The communication from
First Deputy Superintendent Alfonza Wysinger makes clear that the initiative is
targeted at curbing the growing violence. It comes at a time when the city is
struggling with budget woes.
It was unclear if the
overtime would be paid throughout the summer or how many officers would be
tapped for the program, but the officers could be assigned anywhere in the city,
the internal memo said.
"Officers will be expected to implement
aggressive, proactive violence reduction policing methods including but not
limited to street stops, traffic stops, foot patrol, physical arrests and
enforcement missions," the memo said.
The Fraternal Order of Police,
which has been critical of Mayor Rahm
Emanuel and Superintendent Garry
McCarthy for not hiring additional officers to combat the rising violence,
called the overtime initiative a "Band-Aid approach."
"We've had 1,000
officers retire in the last two years. They've (the department) hired 150," said
Pat Camden, the FOP spokesman.
The potentially costly measure comes on
the heels of a hot and sunny weekend in which 53 people were shot, nine of them
fatally, statistics compiled by the Tribune show.
The weekend ranked as
among the worst so far this year, comparable to an unseasonably hot weekend in
March and Memorial
Day weekend.
For weeks, McCarthy has emphasized that overall crime is
down from last year. But homicides are another story. Through Sunday, 223 people
were slain in Chicago, up 36 percent from the same period last year, according
to a Police Department spokeswoman.
In that same period, there have been
967 shootings, up 11 percent from a year earlier.
Between Friday
afternoon and early Monday morning, 16 of the weekend's shooting victims were
wounded in Lawndale and Little
Village, two West Side neighborhoods that fall within the department's Ogden
District, the Tribune's analysis showed. From Jan. 1 through May 27, the
district led the city with 21 homicides, a 110 percent increase from the same
time period in 2011, according to department statistics. At the same time,
shootings there jumped 51 percent, the department said.
Emanuel, while
attending a news conference Monday with Gov. Pat Quinn to
announce the signing of state racketeering legislation giving county prosecutors
more ammunition to go after gang leaders, did not take questions about the
violent weekend. The law, modeled after the federal RICO law, allows local
authorities to seize gang assets such as drug proceeds and real estate.
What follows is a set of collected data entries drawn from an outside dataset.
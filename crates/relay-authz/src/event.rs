//! Post-load hook for directory user data.

use std::collections::BTreeMap;

use relay_ldap::AttributeValue;
use serde_json::Value;

/// Dispatched after a user's directory entry is loaded.
///
/// Listeners may inspect the raw directory attributes and provide values
/// for declared attributes that have no directory mapping.
#[derive(Debug, Clone, Default, PartialEq)]
pub struct UserDataLoadedEvent {
    user_data: BTreeMap<String, AttributeValue>,
    user_attributes: BTreeMap<String, Value>,
}

impl UserDataLoadedEvent {
    /// Event name.
    pub const NAME: &'static str = "relay.ldap.user_data_loaded";

    /// Creates an event carrying the loaded directory attributes.
    #[must_use]
    pub const fn new(user_data: BTreeMap<String, AttributeValue>) -> Self {
        Self {
            user_data,
            user_attributes: BTreeMap::new(),
        }
    }

    /// Raw directory attributes.
    #[must_use]
    pub const fn user_data(&self) -> &BTreeMap<String, AttributeValue> {
        &self.user_data
    }

    /// Replaces the listener-provided attribute values.
    pub fn set_user_attributes(&mut self, attributes: BTreeMap<String, Value>) {
        self.user_attributes = attributes;
    }

    /// Sets one listener-provided attribute value.
    pub fn set_user_attribute(&mut self, name: impl Into<String>, value: Value) {
        self.user_attributes.insert(name.into(), value);
    }

    /// Listener-provided attribute values.
    #[must_use]
    pub const fn user_attributes(&self) -> &BTreeMap<String, Value> {
        &self.user_attributes
    }
}

/// Receives [`UserDataLoadedEvent`]s.
pub trait UserDataLoadedListener: Send + Sync {
    /// Called once per directory load, in registration order.
    fn on_user_data_loaded(&self, event: &mut UserDataLoadedEvent);
}

impl<F> UserDataLoadedListener for F
where
    F: Fn(&mut UserDataLoadedEvent) + Send + Sync,
{
    fn on_user_data_loaded(&self, event: &mut UserDataLoadedEvent) {
        self(event);
    }
}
It takes
effect immediately.
On Monday afternoon, about 70 people gathered outside
St. Sabina Catholic Church in the Auburn Gresham neighborhood to decry the
violence. The Rev.
Michael Pfleger, the church's outspoken pastor, called on residents to take
a stand.
"It's not just numbers. It's not just statistics," he said of
the increase in homicides. "These are human beings."
For Tonya Burch, the
weekend violence brings back painful memories of son Deontae Smith's fatal
shooting in August 2009.
"It just brings back so much," she said as she
passed out fliers advertising a $10,000 award for anyone with information
leading to the arrest and conviction of her son's killer.
"People are
standing around like it's nothing."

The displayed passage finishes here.